Poly(I.C)-induced interferons enhance susceptibility of SCID mice to systemic candidiasis

Abstract

In the absence of any demonstrable T- or B-cell responses, gnotobiotic CB-17 SCID (severe combined immunodeficient) mice not only show innate resistance to acute systemic (intravenous challenge) candidiasis but also manifest innate resistance to systemic candidiasis of endogenous (gastrointestinal tract) origin. Poly(I. C), a potent inducer of interferons (IFNs) in vivo, enhanced the susceptibility of CB-17 SCID mice to acute systemic candidiasis and to systemic candidiasis of endogenous origin, as demonstrated by increased numbers of viable Candida albicans in internal organs after poly(I. C) treatment. The poly(I. C)-enhanced susceptibility of mice to candidiasis was abrogated by in vivo treatment with antibodies to IFN-alpha, -beta, and -gamma. In vivo depletion of natural killer cells from SCID mice did not significantly enhance their susceptibility to systemic candidiasis or abrogate poly(I. C)-enhanced susceptibility. In vivo and in vitro, treatment with poly(I. C) impaired the candidacidal and phagocytic activity of thioglycollate-elicited macrophages from SCID mice.

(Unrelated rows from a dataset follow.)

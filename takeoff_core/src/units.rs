//! # Unit Types
//!
//! Lightweight newtype wrappers for the handful of units a takeoff uses, plus
//! the lenient parsers that turn typed field text into numbers.
//!
//! ## US Customary Units
//!
//! - Length: feet (ft), inches (in)
//! - Weight: pounds (lb)
//! - Area: square feet (sf)
//!
//! ## Example
//!
//! ```rust
//! use takeoff_core::units::{Feet, FeetInches, Inches};
//!
//! let length = FeetInches::new(20.0, 6.0);
//! assert_eq!(length.total_feet(), Feet(20.5));
//!
//! let inches: Inches = Feet(2.0).into();
//! assert_eq!(inches.0, 24.0);
//! ```

use serde::{Deserialize, Serialize};
use std::ops::{Add, Div, Mul, Sub};

/// Weight of a 1 ft² steel plate 1 inch thick, lb. The customary rounding
/// of 490 lb/ft³ carbon steel over 12 in/ft.
pub const PLATE_LB_PER_SF_PER_IN: f64 = 40.8;

// ============================================================================
// Length Units
// ============================================================================

/// Length in feet
#[derive(Debug, Clone, Copy, PartialEq, PartialOrd, Default, Serialize, Deserialize)]
#[serde(transparent)]
pub struct Feet(pub f64);

/// Length in inches
#[derive(Debug, Clone, Copy, PartialEq, PartialOrd, Default, Serialize, Deserialize)]
#[serde(transparent)]
pub struct Inches(pub f64);

impl From<Feet> for Inches {
    fn from(ft: Feet) -> Self {
        Inches(ft.0 * 12.0)
    }
}

impl From<Inches> for Feet {
    fn from(inches: Inches) -> Self {
        Feet(inches.0 / 12.0)
    }
}

/// A member length entered as feet plus inches (e.g. 20'-6").
#[derive(Debug, Clone, Copy, PartialEq, Default, Serialize, Deserialize)]
pub struct FeetInches {
    pub feet: f64,
    pub inches: f64,
}

impl FeetInches {
    pub fn new(feet: f64, inches: f64) -> Self {
        FeetInches { feet, inches }
    }

    /// `feet + inches / 12`
    pub fn total_feet(&self) -> Feet {
        Feet(self.feet) + Feet::from(Inches(self.inches))
    }
}

impl std::fmt::Display for FeetInches {
    fn fmt(&self, f: &mut std::fmt::Formatter<'_>) -> std::fmt::Result {
        write!(f, "{}'-{}\"", self.feet, self.inches)
    }
}

// ============================================================================
// Weight and Area Units
// ============================================================================

/// Weight in pounds
#[derive(Debug, Clone, Copy, PartialEq, PartialOrd, Default, Serialize, Deserialize)]
#[serde(transparent)]
pub struct Pounds(pub f64);

/// Area in square feet
#[derive(Debug, Clone, Copy, PartialEq, PartialOrd, Default, Serialize, Deserialize)]
#[serde(transparent)]
pub struct SqFt(pub f64);

/// Area in square inches
#[derive(Debug, Clone, Copy, PartialEq, PartialOrd, Default, Serialize, Deserialize)]
#[serde(transparent)]
pub struct SqIn(pub f64);

impl From<SqIn> for SqFt {
    fn from(sqin: SqIn) -> Self {
        SqFt(sqin.0 / 144.0)
    }
}

// ============================================================================
// Arithmetic Implementations (macro to reduce boilerplate)
// ============================================================================

macro_rules! impl_arithmetic {
    ($type:ty) => {
        impl Add for $type {
            type Output = Self;
            fn add(self, rhs: Self) -> Self::Output {
                Self(self.0 + rhs.0)
            }
        }

        impl Sub for $type {
            type Output = Self;
            fn sub(self, rhs: Self) -> Self::Output {
                Self(self.0 - rhs.0)
            }
        }

        impl Mul<f64> for $type {
            type Output = Self;
            fn mul(self, rhs: f64) -> Self::Output {
                Self(self.0 * rhs)
            }
        }

        impl Div<f64> for $type {
            type Output = Self;
            fn div(self, rhs: f64) -> Self::Output {
                Self(self.0 / rhs)
            }
        }

        impl $type {
            /// Get the raw f64 value
            pub fn value(self) -> f64 {
                self.0
            }
        }
    };
}

impl_arithmetic!(Feet);
impl_arithmetic!(Inches);
impl_arithmetic!(Pounds);
impl_arithmetic!(SqFt);
impl_arithmetic!(SqIn);

// ============================================================================
// Lenient Parsing
// ============================================================================

/// Parse a typed number, coercing anything malformed to `0.0`.
///
/// Accepts surrounding whitespace, thousands separators and a leading `$`.
/// Non-finite results (`inf`, `NaN`) also become `0.0`.
pub fn parse_number(raw: &str) -> f64 {
    let cleaned: String = raw
        .trim()
        .trim_start_matches('$')
        .chars()
        .filter(|c| *c != ',')
        .collect();
    match cleaned.parse::<f64>() {
        Ok(v) if v.is_finite() => v,
        _ => 0.0,
    }
}

/// Replace a non-finite value with `0.0`.
pub fn finite_or_zero(value: f64) -> f64 {
    if value.is_finite() {
        value
    } else {
        0.0
    }
}

/// Parse an inch dimension written as a decimal, fraction or mixed number.
///
/// Recognised forms: `0.5`, `1/2`, `3/8"`, `1-1/4`, `1 1/4`, `PL3/4`, `3/4 in`.
/// Returns `None` when the text is not a dimension at all.
pub fn parse_inches(raw: &str) -> Option<f64> {
    let mut text = raw.trim().to_uppercase();
    if let Some(rest) = text.strip_prefix("PL") {
        text = rest.trim().to_string();
    }
    let text = text
        .trim_end_matches('"')
        .trim_end_matches("IN")
        .trim_end_matches('.')
        .trim();
    if text.is_empty() {
        return None;
    }

    // Mixed number: whole part separated from the fraction by '-' or ' '
    if let Some((whole, frac)) = text.split_once(['-', ' ']) {
        let whole: f64 = whole.trim().parse().ok()?;
        let frac = parse_fraction(frac.trim())?;
        return Some(whole + frac);
    }

    if text.contains('/') {
        return parse_fraction(text);
    }

    text.parse::<f64>().ok().filter(|v| v.is_finite())
}

fn parse_fraction(text: &str) -> Option<f64> {
    let (num, den) = text.split_once('/')?;
    let num: f64 = num.trim().parse().ok()?;
    let den: f64 = den.trim().parse().ok()?;
    if den == 0.0 {
        return None;
    }
    Some(num / den)
}

#[cfg(test)]
mod tests {
    use super::*;

    #[test]
    fn test_plate_factor_matches_steel_density() {
        assert!((PLATE_LB_PER_SF_PER_IN * 12.0 - 490.0).abs() < 1.0);
    }

    #[test]
    fn test_feet_to_inches() {
        let ft = Feet(10.0);
        let inches: Inches = ft.into();
        assert_eq!(inches.0, 120.0);
    }

    #[test]
    fn test_feet_inches_total() {
        let length = FeetInches::new(12.0, 9.0);
        assert!((length.total_feet().value() - 12.75).abs() < 1e-12);
        assert_eq!(length.to_string(), "12'-9\"");
    }

    #[test]
    fn test_arithmetic() {
        let a = Pounds(10.0);
        let b = Pounds(5.0);
        assert_eq!((a + b).0, 15.0);
        assert_eq!((a - b).0, 5.0);
        assert_eq!((a * 2.0).0, 20.0);
        assert_eq!((a / 2.0).0, 5.0);
    }

    #[test]
    fn test_parse_number_coerces_garbage() {
        assert_eq!(parse_number("12.5"), 12.5);
        assert_eq!(parse_number("  7 "), 7.0);
        assert_eq!(parse_number("$1,250.00"), 1250.0);
        assert_eq!(parse_number(""), 0.0);
        assert_eq!(parse_number("abc"), 0.0);
        assert_eq!(parse_number("NaN"), 0.0);
        assert_eq!(parse_number("inf"), 0.0);
    }

    #[test]
    fn test_parse_inches_forms() {
        assert_eq!(parse_inches("0.5"), Some(0.5));
        assert_eq!(parse_inches("1/2"), Some(0.5));
        assert_eq!(parse_inches("3/8\""), Some(0.375));
        assert_eq!(parse_inches("1-1/4"), Some(1.25));
        assert_eq!(parse_inches("1 1/4"), Some(1.25));
        assert_eq!(parse_inches("PL3/4"), Some(0.75));
        assert_eq!(parse_inches("3/4 in"), Some(0.75));
        assert_eq!(parse_inches("1/0"), None);
        assert_eq!(parse_inches("thick"), None);
        assert_eq!(parse_inches(""), None);
    }

    #[test]
    fn test_serialization() {
        let ft = Feet(12.5);
        let json = serde_json::to_string(&ft).unwrap();
        assert_eq!(json, "12.5");

        let roundtrip: Feet = serde_json::from_str(&json).unwrap();
        assert_eq!(ft, roundtrip);
    }
}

Antibody to IFN-alpha/beta or IFN-beta alone interfered with the ability of poly(I. C) to impair the candidacidal activity of macrophages from SCID mice in vitro. These data suggest that poly(I. C)-induced interferons can impair the candidacidal activity of macrophages in SCID mice and decrease their innate resistance to acute systemic candidiasis and to systemic candidiasis of endogenous origin.